Und weil die Zinsbelastung von Staaten bei höheren Zinsen träge reagiert, während die Einnahmenseite in einem hochinflationären Umfeld relativ rasch reagiert, entwickelt sich die Einnahmenseite von Staatshaushalten mitunter deutlich dynamischer als die Ausgabenseite. Hält dieser Zustand einige Zeit an, verlieren die Altschulden im Verhältnis zu den Staatseinnahmen an Gewicht und die Schuldenquote kann sogar sinken.

Alles beim Alten?

Wegen dieser gegenläufigen Entwicklungen ist es schwer, allgemeingültige Aussagen darüber zu treffen, wie sich die Staatshaushalte in den kommenden Jahren entwickeln werden. Abhängig von Verschuldungsgrad, Zinsniveau und Wirtschaftsentwicklung sind Staaten sehr unterschiedlich von den aktuellen Entwicklungen getroffen.

Einerseits kann es in Zeiten steigender Zinsen gefährlich sein, eine ausgabenfreudige Fiskalpolitik zu betreiben. Das zeigt das Drama bei britischen Staatsanleihen (Gilts). Als die damals neue Premierministerin Liz Truss am 23. September ein Konjunkturpaket mit großzügigen Steuersenkungen ankündigte, das mit neuemittierten Staatsanleihen hätte finanziert werden müssen, drohte eine Angebotsschwemme für langlaufende Gilts. Hatte doch die Bank of England (BoE) angekündigt, etwa zum selben Zeitpunkt damit beginnen zu wollen, ihren Bestand an Staatsanleihen zu reduzieren. Daraufhin sprangen die Renditen langlaufender Gilts an, was deren Kurse einbrechen ließ.
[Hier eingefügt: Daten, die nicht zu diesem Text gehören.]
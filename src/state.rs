use crate::config::AppConfig;
use crate::database::{
    ContactRepository, MemoryContactRepository, MemoryUserRepository, MongoContactRepository, MongoDB,
    MongoUserRepository, UserRepository,
};
use crate::services::auth_service::TokenKeys;
use std::error::Error;
use std::sync::Arc;

/// Everything a request handler needs, built once in `main` and shared
/// through `web::Data<AppState>`.
#[derive(Clone)]
pub struct AppState {
    pub users: Arc<dyn UserRepository>,
    pub contacts: Arc<dyn ContactRepository>,
    pub tokens: Arc<TokenKeys>,
    pub config: Arc<AppConfig>,
}

impl AppState {
    pub fn new(
        config: AppConfig,
        users: Arc<dyn UserRepository>,
        contacts: Arc<dyn ContactRepository>,
    ) -> Self {
        let tokens = TokenKeys::new(&config.token_secret, config.token_ttl_minutes);
        Self {
            users,
            contacts,
            tokens: Arc::new(tokens),
            config: Arc::new(config),
        }
    }

    /// Opens the storage backend named by `config.database_url`.
    pub async fn connect(config: AppConfig) -> Result<Self, Box<dyn Error>> {
        if config.uses_memory_store() {
            log::warn!("⚠️  Using in-memory storage, data will not survive a restart");
            return Ok(Self::in_memory(config));
        }

        let db = MongoDB::new(&config.database_url).await?;
        let users = Arc::new(MongoUserRepository::new(&db));
        let contacts = Arc::new(MongoContactRepository::new(&db));

        Ok(Self::new(config, users, contacts))
    }

    pub fn in_memory(config: AppConfig) -> Self {
        Self::new(
            config,
            Arc::new(MemoryUserRepository::new()),
            Arc::new(MemoryContactRepository::new()),
        )
    }

    pub fn storage_backend(&self) -> &'static str {
        if self.config.uses_memory_store() {
            "memory"
        } else {
            "mongodb"
        }
    }
}

#[cfg(test)]
pub mod test_support {
    use super::*;

    pub const TEST_SECRET: &str = "test-secret";

    pub fn test_config() -> AppConfig {
        AppConfig {
            host: "127.0.0.1".to_string(),
            port: 0,
            database_url: "memory://".to_string(),
            token_secret: TEST_SECRET.to_string(),
            token_ttl_minutes: crate::config::DEFAULT_TOKEN_TTL_MINUTES,
            expose_error_details: false,
            cors_allowed_origins: vec![],
        }
    }

    pub fn test_state() -> AppState {
        AppState::in_memory(test_config())
    }
}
Britische Pensionsfonds, die große Bestände an Gilts halten, drohten in Schieflage zu geraten und die BoE stellte binnen 24 Stunden vom geplanten „Quantitative Tightening“ (Verkauf von Staatsanleihen) auf ein erneutes „Quantitative Easing“ (Kauf von Staatsanleihen) um. Kurz darauf musste Truss zurücktreten und die neue Regierung dürfte sich neue Programme gut überlegen.

Doch für manche Länder sieht die Lage besser aus. Liegen doch die Staatsanleiherenditen, wie im Fall Deutschlands, mehrere Prozentpunkte unterhalb der aktuellen und fürs nächste Jahr erwarteten Inflationsrate. Das dürfte den fiskalischen Handlungsspielraum sogar merklich unterstützen.

Regierungen, die über ausreichend „Manövriermasse“ verfügen, halten daher am Reaktionsmuster vergangener Krisen fest – im Falle Deutschlands mit dem „Doppel-Wumms“, einem 200 Milliarden Euro teuren Ausgabeprogramm, um Folgen der Energiekrise abzufedern. Vielerorts dürften kommende Krisen also mit den gleichen Mitteln wie in den vergangenen Jahren bekämpft werden: mit viel Geld.